“She span away from me, a sleek starling becoming one with the swirling, churning mass. Something in the way she moved – her hands raised above her head to part the crowd – made me wish I had a camera to frame her, just as she was. I blinked and, in that instant, it was as if I was experiencing a flashback, although I knew it wasn’t a memory of anything I had experienced. That was the moment I became a photographer.”
Apparently, I bought this book in 2014. I remember nothing. It’s been lingering on my kindle ever since and if I hadn’t been looking for a book with a certain cover to fulfill one of the tasks for the Kill Your Darlings game, it would have been left unread for even longer.
I Stopped Time really was a rare find. Having known nothing about it when I started the book, the stories of Lottie and James quickly drew me in: James is a former politician who was “disgraced” and forced to resign when a low-life paper covered his involvement with a rent boy. However, James story really begins when he learns that his estranged mother has passed away at the age of 108 and left him with forty-two boxes of, mostly, photographs.
With the help of Jenny, a young art student, James begins a journey of discovering his mother’s story by examining the photographs.
Lottie was James mother.
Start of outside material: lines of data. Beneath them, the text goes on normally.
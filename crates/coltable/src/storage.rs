//! On-disk table format.
//!
//! A persistent table is a directory holding
//! - `table.dat`: JSON description (row count, byte order, columns, keywords,
//!   data generation)
//! - `table.f<i>.g<n>`: binary data of column `i`, generation `n`, in the
//!   table's byte order
//!
//! A write puts every column file of a new generation in place first and
//! only then replaces `table.dat`, so the description always names a
//! complete set of column files. Files of other generations are removed
//! afterwards.
//!
//! Scalar column files are `nrows` packed elements. Array column files hold,
//! per row, a `u8` defined flag followed (when set) by a `u32` rank, the
//! `u64` axis lengths and the packed elements. Complex elements are stored
//! as `(re, im)` `f32` pairs.

use std::fs;
use std::io::{Cursor, Write};
use std::path::{Path, PathBuf};

use byteorder::{BigEndian, ByteOrder, LittleEndian, ReadBytesExt, WriteBytesExt};
use num_complex::Complex32;
use serde::{Deserialize, Serialize};

use crate::array::CellData;
use crate::column::{Cell, Column, ColumnStore};
use crate::desc::ColumnDesc;
use crate::error::{Result, TableError};
use crate::keyword::KeywordSet;
use crate::types::{DataType, EndianFormat};

pub(crate) const DESC_FILE: &str = "table.dat";
const FORMAT_VERSION: u32 = 1;

#[derive(Debug, Serialize, Deserialize)]
struct TableMeta {
    version: u32,
    generation: u64,
    endian: EndianFormat,
    nrows: usize,
    columns: Vec<ColumnDesc>,
    keywords: KeywordSet,
}

/// Table contents as read back from disk.
#[derive(Debug)]
pub(crate) struct Loaded {
    pub(crate) endian: EndianFormat,
    pub(crate) nrows: usize,
    pub(crate) columns: Vec<Column>,
    pub(crate) keywords: KeywordSet,
}

fn column_file(dir: &Path, index: usize, generation: u64) -> PathBuf {
    dir.join(format!("table.f{index}.g{generation}"))
}

/// Generation of a column file name, `None` for other files.
fn file_generation(name: &str) -> Option<u64> {
    let rest = name.strip_prefix("table.f")?;
    let (index, generation) = rest.split_once(".g")?;
    index.parse::<usize>().ok()?;
    generation.parse().ok()
}

/// Column files in `dir` with their generation.
fn column_files(dir: &Path) -> Result<Vec<(PathBuf, u64)>> {
    let mut files = Vec::new();
    for entry in fs::read_dir(dir)? {
        let entry = entry?;
        if !entry.file_type()?.is_file() {
            continue;
        }
        if let Some(generation) = entry.file_name().to_str().and_then(file_generation) {
            files.push((entry.path(), generation));
        }
    }
    Ok(files)
}

/// Whether `dir` looks like a table directory.
pub(crate) fn exists(dir: &Path) -> bool {
    dir.join(DESC_FILE).is_file()
}

/// Write a complete table to `dir`, replacing what was there.
///
/// On error the previously written table is left readable.
pub(crate) fn write(
    dir: &Path,
    endian: EndianFormat,
    nrows: usize,
    columns: &[&Column],
    keywords: &KeywordSet,
) -> Result<()> {
    fs::create_dir_all(dir)?;
    let existing = column_files(dir)?;
    let generation = existing.iter().map(|(_, g)| *g).max().unwrap_or(0) + 1;

    let mut written = Vec::with_capacity(columns.len());
    let staged = columns.iter().enumerate().try_for_each(|(index, column)| {
        let bytes = match endian {
            EndianFormat::Big => encode_column::<BigEndian>(column)?,
            EndianFormat::Little => encode_column::<LittleEndian>(column)?,
        };
        let path = column_file(dir, index, generation);
        fs::write(&path, bytes)?;
        written.push(path);
        Ok::<(), TableError>(())
    });

    let meta = TableMeta {
        version: FORMAT_VERSION,
        generation,
        endian,
        nrows,
        columns: columns.iter().map(|c| c.desc.clone()).collect(),
        keywords: keywords.clone(),
    };
    if let Err(err) = staged.and_then(|()| write_meta(dir, &meta)) {
        for path in written {
            let _ = fs::remove_file(path);
        }
        return Err(err);
    }

    for (path, _) in existing {
        if let Err(err) = fs::remove_file(&path) {
            tracing::warn!(path = %path.display(), error = %err, "could not remove old column file");
        }
    }
    Ok(())
}

/// Atomically replace `table.dat`.
fn write_meta(dir: &Path, meta: &TableMeta) -> Result<()> {
    let tmp = dir.join(format!("{DESC_FILE}.tmp"));
    {
        let mut file = fs::File::create(&tmp)?;
        serde_json::to_writer_pretty(&mut file, meta)?;
        file.write_all(b"\n")?;
        file.sync_all()?;
    }
    fs::rename(&tmp, dir.join(DESC_FILE))?;
    Ok(())
}

/// Read a complete table from `dir`.
pub(crate) fn read(dir: &Path) -> Result<Loaded> {
    let file = fs::File::open(dir.join(DESC_FILE)).map_err(|err| {
        if err.kind() == std::io::ErrorKind::NotFound {
            TableError::NotFound {
                kind: "table",
                name: dir.display().to_string(),
            }
        } else {
            TableError::Io(err)
        }
    })?;
    let meta: TableMeta = serde_json::from_reader(std::io::BufReader::new(file))?;
    if meta.version != FORMAT_VERSION {
        return Err(format_error(dir, format!("unsupported format version {}", meta.version)));
    }

    let mut columns = Vec::with_capacity(meta.columns.len());
    for (index, desc) in meta.columns.into_iter().enumerate() {
        let bytes = fs::read(column_file(dir, index, meta.generation))?;
        let decoded = match meta.endian {
            EndianFormat::Big => decode_column::<BigEndian>(&desc, meta.nrows, &bytes),
            EndianFormat::Little => decode_column::<LittleEndian>(&desc, meta.nrows, &bytes),
        };
        let store = decoded.map_err(|message| {
            format_error(dir, format!("column {}: {message}", desc.name))
        })?;
        columns.push(Column { desc, store });
    }

    Ok(Loaded {
        endian: meta.endian,
        nrows: meta.nrows,
        columns,
        keywords: meta.keywords,
    })
}

fn format_error(dir: &Path, message: String) -> TableError {
    TableError::Format {
        path: dir.display().to_string(),
        message,
    }
}

fn encode_column<B: ByteOrder>(column: &Column) -> Result<Vec<u8>> {
    let mut out = Vec::new();
    match &column.store {
        ColumnStore::Scalar(data) => encode_data::<B>(&mut out, data)?,
        ColumnStore::Array(cells) => {
            for cell in cells {
                match cell {
                    None => out.write_u8(0)?,
                    Some(cell) => {
                        out.write_u8(1)?;
                        out.write_u32::<B>(cell.shape.len() as u32)?;
                        for &axis in &cell.shape {
                            out.write_u64::<B>(axis as u64)?;
                        }
                        encode_data::<B>(&mut out, &cell.data)?;
                    }
                }
            }
        }
    }
    Ok(out)
}

fn encode_data<B: ByteOrder>(out: &mut Vec<u8>, data: &CellData) -> std::io::Result<()> {
    match data {
        CellData::Int(values) => {
            for &v in values {
                out.write_i32::<B>(v)?;
            }
        }
        CellData::Double(values) => {
            for &v in values {
                out.write_f64::<B>(v)?;
            }
        }
        CellData::Complex(values) => {
            for v in values {
                out.write_f32::<B>(v.re)?;
                out.write_f32::<B>(v.im)?;
            }
        }
    }
    Ok(())
}

type DecodeResult<T> = std::result::Result<T, String>;

fn decode_column<B: ByteOrder>(
    desc: &ColumnDesc,
    nrows: usize,
    bytes: &[u8],
) -> DecodeResult<ColumnStore> {
    let mut cursor = Cursor::new(bytes);
    let store = if desc.is_scalar() {
        ColumnStore::Scalar(decode_data::<B>(&mut cursor, desc.data_type, nrows)?)
    } else {
        let mut cells = Vec::new();
        for row in 0..nrows {
            let flag = cursor.read_u8().map_err(|e| format!("row {row}: {e}"))?;
            if flag == 0 {
                cells.push(None);
                continue;
            }
            let rank = cursor.read_u32::<B>().map_err(|e| format!("row {row}: {e}"))?;
            let mut shape = Vec::new();
            for _ in 0..rank {
                let axis = cursor.read_u64::<B>().map_err(|e| format!("row {row}: {e}"))?;
                shape.push(usize::try_from(axis).map_err(|e| format!("row {row}: {e}"))?);
            }
            let len = shape
                .iter()
                .try_fold(1usize, |acc, &axis| acc.checked_mul(axis))
                .ok_or_else(|| format!("row {row}: cell shape {shape:?} overflows"))?;
            let data = decode_data::<B>(&mut cursor, desc.data_type, len)?;
            cells.push(Some(Cell { shape, data }));
        }
        ColumnStore::Array(cells)
    };
    let consumed = cursor.position() as usize;
    if consumed != bytes.len() {
        return Err(format!("{} trailing bytes", bytes.len() - consumed));
    }
    Ok(store)
}

fn decode_data<B: ByteOrder>(
    cursor: &mut Cursor<&[u8]>,
    data_type: DataType,
    len: usize,
) -> DecodeResult<CellData> {
    let element_size = data_type.element_size().map_err(|e| e.to_string())?;
    let remaining = cursor.get_ref().len() - cursor.position() as usize;
    if len.checked_mul(element_size).is_none_or(|needed| needed > remaining) {
        return Err(format!("expected {len} {data_type} elements, file is truncated"));
    }
    let data = match data_type {
        DataType::Int => {
            let mut values = vec![0i32; len];
            cursor.read_i32_into::<B>(&mut values).map_err(|e| e.to_string())?;
            CellData::Int(values)
        }
        DataType::Double => {
            let mut values = vec![0f64; len];
            cursor.read_f64_into::<B>(&mut values).map_err(|e| e.to_string())?;
            CellData::Double(values)
        }
        DataType::Complex => {
            let mut raw = vec![0f32; len * 2];
            cursor.read_f32_into::<B>(&mut raw).map_err(|e| e.to_string())?;
            CellData::Complex(
                raw.chunks_exact(2)
                    .map(|pair| Complex32::new(pair[0], pair[1]))
                    .collect(),
            )
        }
        other => return Err(format!("unsupported column type {other}")),
    };
    Ok(data)
}

/// Remove a table directory written by [`write`].
pub(crate) fn remove(dir: &Path) -> Result<()> {
    if exists(dir) {
        fs::remove_dir_all(dir)?;
    }
    Ok(())
}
She had reasons for leaving the family when James was still a toddler, and the reason is kept from the reader until very late in the story, until we have had a chance to get to know Lottie from her early childhood in Brighton in the early 1900s, through her formative years as a famous photographer in the 1920s, and in her old age in the late 1980s.
I mentioned in an earlier update that the story dragged a little in the middle. I no longer hold that criticism. It had to drag. We had to have time to learn about Lottie in so much detail. By taking us through Lottie’s everyday life during and shortly after the First World War, Jane Davis makes us look at both labels and defiance. We follow Lottie as she learns who she is, and by doing so we get to see how identity is shaped (or not) by events and family.